5. Junk bonds reported strong returns in 2009. The population of junk bonds earned a mean return of 57.5%
in 2009. Assume that the returns for junk bonds were distributed as a normal random variable, with a
mean of 57.5 and a standard deviation of 20. If you selected a random sample of 16 junk bonds from this
population, what is the probability that the sample would have a mean return
a. less than 50?
b. between 40 and 60?
c. greater than 40?
6. A simple random sample of full-time employees is selected from a company list containing the names of
all full-time employees in order to evaluate job satisfaction.
a. Give an example of possible coverage error.
b. Give an example of possible non-response error.
c. Give an example of possible sampling error.
d. Give an example of possible measurement error.
7. Many consumer groups feel that the U.S. Food and Drug Administration (FDA) drug approval process is
too easy and, as a result, too many drugs are approved that are later found to be unsafe.
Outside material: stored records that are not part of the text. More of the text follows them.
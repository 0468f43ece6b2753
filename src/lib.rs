//! Cluster-discounted quadratic funding.
//!
//! Ballots are clustered (k-means or DBSCAN) and each voter's contribution is
//! discounted by a coefficient derived from the size of their cluster, so that
//! large blocs of near-identical ballots cannot dominate the matching pool.

pub mod allocation;
pub mod ballot;
pub mod dbscan;
pub mod error;
pub mod kmeans;
pub mod metric;
pub mod sweep;
pub mod synthetic;
pub mod validity;

pub use allocation::{Allocation, AllocationScheme, CoefficientScheme, CombinationOrder};
pub use ballot::{Ballot, Vote, WeightUnits};
pub use dbscan::{Dbscan, DbscanConfig, DbscanRun};
pub use error::{Error, Result};
pub use kmeans::{EmptyClusterPolicy, KMeansConfig, KMeansRun, Seeding};
pub use metric::{DistanceMetric, Metric};
pub use validity::Validity;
On the other
hand, a number of industry lobbyists have pushed for a more lenient approval process so that
pharmaceutical companies can get new drugs approved more easily and quickly. Consider a null
hypothesis that a new, unapproved drug is unsafe and an alternative hypothesis that a new, unapproved
drug is safe.
a. Explain the risks of committing a Type I or Type II error.
b. Which type of error are the consumer groups trying to avoid? Explain.
c. Which type of error are the industry lobbyists trying to avoid? Explain.
8. Do students at your school study more than, less than, or about the same as students at other schools?
BusinessWeek reported that at the top 50 schools, students studied an average of 14.6 hours per week.
Set up a hypothesis test to try to prove that the mean number of hours studied at your school is different
from the 14.6-hour-per-week benchmark reported by BusinessWeek.
a. State the null and alternative hypotheses.
b. What is a Type I error for your test?
c. What is a Type II error for your test?